Genetic polymorphism in catechol-O-methyltransferase associated with the functional connectivity of frontostriatal circuits in first episode schizophrenia patients.

Abstract

Negative symptoms in schizophrenia have been associated with functional changes in frontostriatal pathways. Dysregulation of the dopamine signal in frontostriatal pathways leads to the symptomology observed in schizophrenia. Although the catechol-O-methyltransferase (COMT) gene, one of the susceptibility genes for schizophrenia, has been associated with dopamine activities in prefrontal and striatal regions, it is still unclear whether the disease state and COMT val158 met genotype have an interaction effect on the functional connectivity of frontostriatal pathways. In this study, we evaluated the possible interactions between COMT val158 met variations and the disease state on the resting-state functional connectivity (RSFC) of frontostriatal pathways in fifty-one first episode schizophrenia (FES) patients (val/val: 29, met +: 22) with prominent negative symptoms and forty-eight healthy controls (val/val: 31, met +: 17). Regions of interest were defined by the result of a meta-analysis of frontostriatal pathways using the Neurosynth database.
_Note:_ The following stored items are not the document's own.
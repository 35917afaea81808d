//! Receipt derivation and payment marking.

use chrono::{DateTime, Utc};
use rust_decimal::Decimal;
use serde::Serialize;

use crate::daemon;
use crate::model::{OrderId, OrderItem, OrderStatus};
use crate::store::Database;

/// One itemized receipt row, in the wire shape the conversation layer
/// expects (`"item name"` / `"item value"` keys).
#[derive(Debug, Clone, Serialize, PartialEq)]
pub struct ReceiptLine {
    pub order_item_id: u64,
    #[serde(rename = "item name")]
    pub item_name: String,
    #[serde(rename = "item value")]
    pub item_value: Decimal,
    pub quantity: u32,
    #[serde(skip_serializing_if = "Option::is_none")]
    pub status: Option<String>,
}

/// An itemized receipt for one order.
///
/// The total is the sum of the selected rows' *unit* prices, not
/// price × quantity. That is the behavior existing totals were produced
/// with, and it is preserved bit-for-bit; do not "fix" it without revising
/// the external contract.
#[derive(Debug, Clone, Serialize, PartialEq)]
pub struct Receipt {
    pub items: Vec<ReceiptLine>,
    pub total: Decimal,
}

fn name_matches(db: &Database, item: &OrderItem, item_names: Option<&[String]>) -> bool {
    match item_names {
        None => true,
        Some(names) => db
            .offering(item.offering_id)
            .is_some_and(|offering| names.contains(&offering.name)),
    }
}

/// Itemize an order. Statuses are refreshed (scoped to this order) first, so
/// the receipt always reflects elapsed time.
///
/// Cancelled items never appear. Paid items appear only when `include_paid`
/// is set, and `paid-completed` items (prior sessions) never appear at all.
pub fn receipt(
    db: &mut Database,
    order_id: OrderId,
    item_names: Option<&[String]>,
    include_paid: bool,
    include_status: bool,
    now: DateTime<Utc>,
) -> Receipt {
    daemon::refresh_statuses(db, Some(order_id), now);

    let mut items = Vec::new();
    let mut total = Decimal::ZERO;
    for item in db.order_items() {
        if item.order_id != order_id || item.status.is_cancelled() {
            continue;
        }
        if item.status == OrderStatus::PaidCompleted {
            continue;
        }
        if !include_paid && item.status == OrderStatus::Paid {
            continue;
        }
        if !name_matches(db, item, item_names) {
            continue;
        }
        let Some(offering) = db.offering(item.offering_id) else {
            continue;
        };
        total += offering.price;
        items.push(ReceiptLine {
            order_item_id: item.id.0,
            item_name: offering.name.clone(),
            item_value: offering.price,
            quantity: item.quantity,
            status: include_status.then(|| item.status.to_string()),
        });
    }

    Receipt { items, total }
}

/// Mark an order's items as paid, optionally restricted by offering name.
///
/// Selection ignores status entirely; every selected item not already
/// exactly `paid` is rewritten to `paid`. "Nothing matched" and "everything
/// was already paid" are reported distinctly.
pub fn payment(
    db: &mut Database,
    order_id: OrderId,
    item_names: Option<&[String]>,
    now: DateTime<Utc>,
) -> String {
    let selected: Vec<_> = db
        .order_items()
        .filter(|item| item.order_id == order_id && name_matches(db, item, item_names))
        .map(|item| item.id)
        .collect();

    if selected.is_empty() {
        return "No items found for the given criteria.".to_string();
    }

    let mut count = 0;
    for id in selected {
        if let Some(item) = db.order_item_mut(id) {
            if item.status != OrderStatus::Paid {
                item.status = OrderStatus::Paid;
                item.updated_at = Some(now);
                count += 1;
            }
        }
    }

    if count > 0 {
        format!("Payment successful. {count} item(s) marked as paid.")
    } else {
        "All specified items were already paid.".to_string()
    }
}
We found a significant genotype×disease interaction effect on the RSFC between the bilateral anterior cingulate (ACC) and right caudate, which overlapped with the main effect of the disease state. Behavioural regression analysis suggested that RSFC between the right ACC and right caudate correlated with the severity of SANS avolition-apathy scores in patients who were met carriers but not in patients who were val homozygous. Our findings suggest that the RSFC of frontostriatal pathways may differentially affected by an individual's COMT val158 met genotype.